Intelligent design and elite culture: These are the people who invented silk stockings for men, so what should I expect?

Trust the French to turn efforts to "control" Internet communications into a cruel comedy.
PARIS — Dominique Broueilh is an unlikely cyberdelinquent, much less a political dissident. But earlier this year, Ms. Broueilh, 50, a homemaker and mother of three, found herself the target of a police investigation and a lawsuit from a French cabinet official because of a comment she had posted online.

Ms. Broueilh had come upon a video of the official, Nadine Morano, the secretary of state for the family, caught in a seeming untruth regarding her presence at a 2007 conference. “Oh, the liar,” Ms. Broueilh wrote, under a pseudonym, in comments below the clip.

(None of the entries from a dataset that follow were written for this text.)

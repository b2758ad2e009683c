//! Integration test: the Gemini and Twilio clients against local stand-in servers.

use axum::{
    extract::{Path, State},
    http::{HeaderMap, StatusCode},
    routing::post,
    Form, Json, Router,
};
use lib::channels::{ChannelHandle, TwilioChannel, MAX_BODY_CHARS};
use lib::llm::{ChatMessage, GeminiClient, LlmBackend, LlmError};
use serde_json::{json, Value};
use std::sync::{Arc, Mutex};

type Seen = Arc<Mutex<Vec<Value>>>;

async fn spawn_app(app: Router) -> String {
    let listener = tokio::net::TcpListener::bind("127.0.0.1:0")
        .await
        .expect("bind free port");
    let port = listener.local_addr().expect("local_addr").port();
    tokio::spawn(async move {
        let _ = axum::serve(listener, app).await;
    });
    format!("http://127.0.0.1:{}", port)
}

async fn fake_generate(
    State(seen): State<Seen>,
    Path(target): Path<String>,
    headers: HeaderMap,
    Json(body): Json<Value>,
) -> (StatusCode, Json<Value>) {
    let key = headers
        .get("x-goog-api-key")
        .and_then(|v| v.to_str().ok())
        .unwrap_or("")
        .to_string();
    seen.lock()
        .unwrap()
        .push(json!({ "target": target, "key": key, "body": body }));
    if key != "good-key" {
        return (
            StatusCode::FORBIDDEN,
            Json(json!({ "error": { "message": "API key not valid" } })),
        );
    }
    (
        StatusCode::OK,
        Json(json!({
            "candidates": [
                { "content": { "role": "model", "parts": [{ "text": "Plano " }, { "text": "pronto" }] } }
            ]
        })),
    )
}

#[tokio::test]
async fn gemini_client_posts_generate_content() {
    let seen: Seen = Arc::default();
    let app = Router::new()
        .route("/v1beta/models/:target", post(fake_generate))
        .with_state(seen.clone());
    let base = spawn_app(app).await;

    let client = GeminiClient::new(Some(base), "gemini-2.0-flash", 0.7, "good-key");
    let text = client
        .chat(vec![
            ChatMessage::system("Você é um pesquisador"),
            ChatMessage::user("pesquise"),
        ])
        .await
        .expect("generateContent");
    assert_eq!(text, "Plano pronto");

    let seen = seen.lock().unwrap();
    assert_eq!(seen.len(), 1);
    assert_eq!(seen[0]["target"], "gemini-2.0-flash:generateContent");
    assert_eq!(seen[0]["key"], "good-key");
    assert_eq!(
        seen[0]["body"]["systemInstruction"]["parts"][0]["text"],
        "Você é um pesquisador"
    );
    assert_eq!(seen[0]["body"]["contents"][0]["role"], "user");
}

#[tokio::test]
async fn gemini_client_reports_api_errors() {
    let seen: Seen = Arc::default();
    let app = Router::new()
        .route("/v1beta/models/:target", post(fake_generate))
        .with_state(seen);
    let base = spawn_app(app).await;

    let client = GeminiClient::new(Some(base), "gemini-2.0-flash", 0.7, "bad-key");
    let err = client
        .chat(vec![ChatMessage::user("oi")])
        .await
        .unwrap_err();
    match err {
        LlmError::Api(msg) => assert!(msg.contains("403")),
        other => panic!("unexpected error: {other}"),
    }
}

async fn fake_messages(
    State(seen): State<Seen>,
    Path(sid): Path<String>,
    headers: HeaderMap,
    Form(params): Form<Vec<(String, String)>>,
) -> (StatusCode, Json<Value>) {
    let auth = headers
        .get("authorization")
        .and_then(|v| v.to_str().ok())
        .unwrap_or("")
        .to_string();
    let fields: serde_json::Map<String, Value> = params
        .into_iter()
        .map(|(k, v)| (k, Value::String(v)))
        .collect();
    seen.lock()
        .unwrap()
        .push(json!({ "sid": sid, "auth": auth, "fields": fields }));
    if sid == "ACdenied" {
        return (
            StatusCode::UNAUTHORIZED,
            Json(json!({ "code": 20003, "message": "Authenticate", "status": 401 })),
        );
    }
    (
        StatusCode::CREATED,
        Json(json!({ "sid": "SM123", "status": "queued" })),
    )
}

fn twilio_app(seen: Seen) -> Router {
    Router::new()
        .route("/2010-04-01/Accounts/:sid/Messages.json", post(fake_messages))
        .with_state(seen)
}

#[tokio::test]
async fn twilio_channel_sends_form_with_basic_auth() {
    let seen: Seen = Arc::default();
    let base = spawn_app(twilio_app(seen.clone())).await;

    let channel = TwilioChannel::new("AC123", "secret", "whatsapp:+14155238886", Some(base));
    channel
        .send_message("whatsapp:+5511999999999", "Seu plano está pronto")
        .await
        .expect("send");

    let seen = seen.lock().unwrap();
    assert_eq!(seen.len(), 1);
    assert_eq!(seen[0]["sid"], "AC123");
    assert!(seen[0]["auth"].as_str().unwrap().starts_with("Basic "));
    assert_eq!(seen[0]["fields"]["From"], "whatsapp:+14155238886");
    assert_eq!(seen[0]["fields"]["To"], "whatsapp:+5511999999999");
    assert_eq!(seen[0]["fields"]["Body"], "Seu plano está pronto");
}

#[tokio::test]
async fn twilio_channel_truncates_long_bodies() {
    let seen: Seen = Arc::default();
    let base = spawn_app(twilio_app(seen.clone())).await;

    let channel = TwilioChannel::new("AC123", "secret", "whatsapp:+1", Some(base));
    let long = "a".repeat(MAX_BODY_CHARS * 2);
    ChannelHandle::send_message(&channel, "whatsapp:+2", &long)
        .await
        .expect("send");

    let seen = seen.lock().unwrap();
    let body = seen[0]["fields"]["Body"].as_str().unwrap();
    assert_eq!(body.chars().count(), MAX_BODY_CHARS);
}

#[tokio::test]
async fn twilio_channel_surfaces_api_error_once() {
    let seen: Seen = Arc::default();
    let base = spawn_app(twilio_app(seen.clone())).await;

    let channel = TwilioChannel::new("ACdenied", "wrong", "whatsapp:+1", Some(base));
    let err = channel
        .send_message("whatsapp:+2", "oi")
        .await
        .unwrap_err();
    let msg = err.to_string();
    assert!(msg.contains("Authenticate"), "{}", msg);
    assert!(msg.contains("20003"), "{}", msg);
    assert_eq!(seen.lock().unwrap().len(), 1);
}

The judicial police called in May on a weekday afternoon.

“I said to myself, ‘This must be a joke, it’s not possible,’ ” Ms. Broueilh recounted in a telephone interview from her home in St.-Paul-lès-Dax, south of Bordeaux. “It’s ridiculous, after all.”

The police said Ms. Morano, a combative politician and one of President Nicolas Sarkozy’s closest allies, had subpoenaed Ms. Broueilh’s Internet protocol address, obtained her identity and brought suit against her for “public insult toward a member of the ministry,” an offense punishable by a fine of up to $18,000.

- Scott Sayare, "As Web challenges French leaders, they push back" (New York Times, December 12, 2009)
Couldn't make this stuff up.

First, this is fascism reborn. Second, a politician who can't deal with edgy comments should be a docent in The Museum of Typewriters somewhere. So why isn't she?

You really must read the whole thing, but here are some excerpts:

“The Internet is a danger for democracy,” said Jean-François Copé, parliamentary chief for the governing party, the Union for a Popular Movement, in a recent radio interview.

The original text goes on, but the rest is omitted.